Les failles du système d’accueil italien ont fait l’objet de plusieurs dénonciations et de condamnations internationales. Dernière d’entre-elles, la Cour européenne des droits de l’homme de Strasbourg a déclaré, dans un arrêt du 4 novembre [2014], que la décision de la Suisse de renvoyer en Italie une famille afghane de huit personnes – sur la base de la Convention de Dublin- devait être suspendue jusqu’au moment où l’Italie serait en mesure de fournir des garanties suffisantes quant au logement dont la famille disposerait à son arrivée. Aux yeux de la Cour, «on ne saurait écarter comme dénuée de fondement l’hypothèse d’un nombre significatif de demandeurs d’asile privés d’hébergement ou hébergés dans des structures surpeuplées dans des conditions de promiscuité, voire d’insalubrité ou de violence».

Les structures insalubres auxquelles font référence les juges de Strasbourg sont les immeubles occupés -comme celui où habite Semhar-, ou les CARA, les énormes centres où sont placés les requérants, sans perspectives d’avenir, dans l’attente d’être écoutés par la commission territoriale qui décidera de leur octroyer ou non une protection internationale. Il y en a 13 dans toute la péninsule, pour la plupart au sud, avec des capacités d’accueil allant de cent à mille places. Et puis il y a Mineo.

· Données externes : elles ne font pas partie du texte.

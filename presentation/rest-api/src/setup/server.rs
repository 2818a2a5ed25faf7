use poem::{EndpointExt, Route, Server as PoemServer, listener::TcpListener, middleware::Tracing};
use poem_openapi::OpenApiService;

use crate::{config::app_config::AppConfig, setup::dependency_injection::DependencyContainer};

pub struct Server;

impl Server {
    pub async fn run(config: AppConfig, container: DependencyContainer) -> anyhow::Result<()> {
        let addr = config.server.bind_address();
        let api_service = OpenApiService::new(
            (container.health_api, container.product_api),
            "Product Catalog API",
            env!("CARGO_PKG_VERSION"),
        )
        .server(format!("http://{}", addr));
        let ui = api_service.swagger_ui();
        let spec = api_service.spec_endpoint();
        let app = Route::new()
            .nest("/", api_service)
            .nest("/docs", ui)
            .nest("/openapi.json", spec)
            .with(config.cors)
            .with(Tracing);

        tracing::info!(address = %addr, "server listening");
        tracing::info!("swagger ui at http://{}/docs", addr);
        PoemServer::new(TcpListener::bind(&addr)).run(app).await?;
        Ok(())
    }
}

Situé sur un territoire anciennement utilisé par les marines états-uniens de la base de Sigonella, le «village des orangers» surgit sur la route principale allant de Catane à Gela, en plein milieu de champs cultivés baignés par le soleil. Il s’agit d’une série de maisons mitoyennes peintes dans des tons pastel, de terrains de jeux pour enfants, de grandes allées et de terrains de foot et de basket.

Quand les marines l’ont abandonné, fin 2010, le village est resté vide. Mais pas pour longtemps: lors de l’ «urgence Afrique du Nord», le gouvernement Berlusconi a eu l’idée de l’utiliser pour héberger des demandeurs d’asile. Avec ses 4000 habitants, il est aujourd’hui le centre d’accueil le plus grand d’Europe. Un vrai petit monde à part, avec ses propres dynamiques sociales, ses rapports de pouvoir et les tensions permanentes entre les différentes communautés qui sont contraintes d’y vivre. Les résidents restent à l’intérieur du village pendant de très longues périodes: l’année de séjour de Semhar est loin de représenter une exception. Ils s’y usent dans un flou d’indétermination et d’incompréhensions, dans un non-lieu où le seul contact avec le pays d’accueil se résume aux travailleurs sociaux et aux soldats en uniforme mimétique qui surveillent l’entrée.

Mineo est emblématique du système CARA: loin des centres habités, c’est un autre monde, dans lequel le requérant d’asile vit une situation de dépaysement et d’aliénation de la réalité. Si Mineo condense et exagère ces traits, presque toutes les structures présentent ces caractéristiques. Depuis Borgo Mezzanone, dans la province de Foggia, jusqu’à Castelnuovo di Porto (près de Rome), du centre de Crotone à celui de Bari Palese, les CARA dans leur ensemble semblent répondre à un but précis: garder les requérants d’asile loin de la «population autochtone», réduire au maximum tous les contacts avec la société d’accueil et empêcher cette «intégration» célébrée par les politiciens et les médias. Les migrants ont la possibilité de sortir des centres, mais leur emplacement isolé les empêche de le faire, faute de moyens de transport. Le «village des orangers» se trouve à environ 50 km de Catane et est peu desservi par les transports publics.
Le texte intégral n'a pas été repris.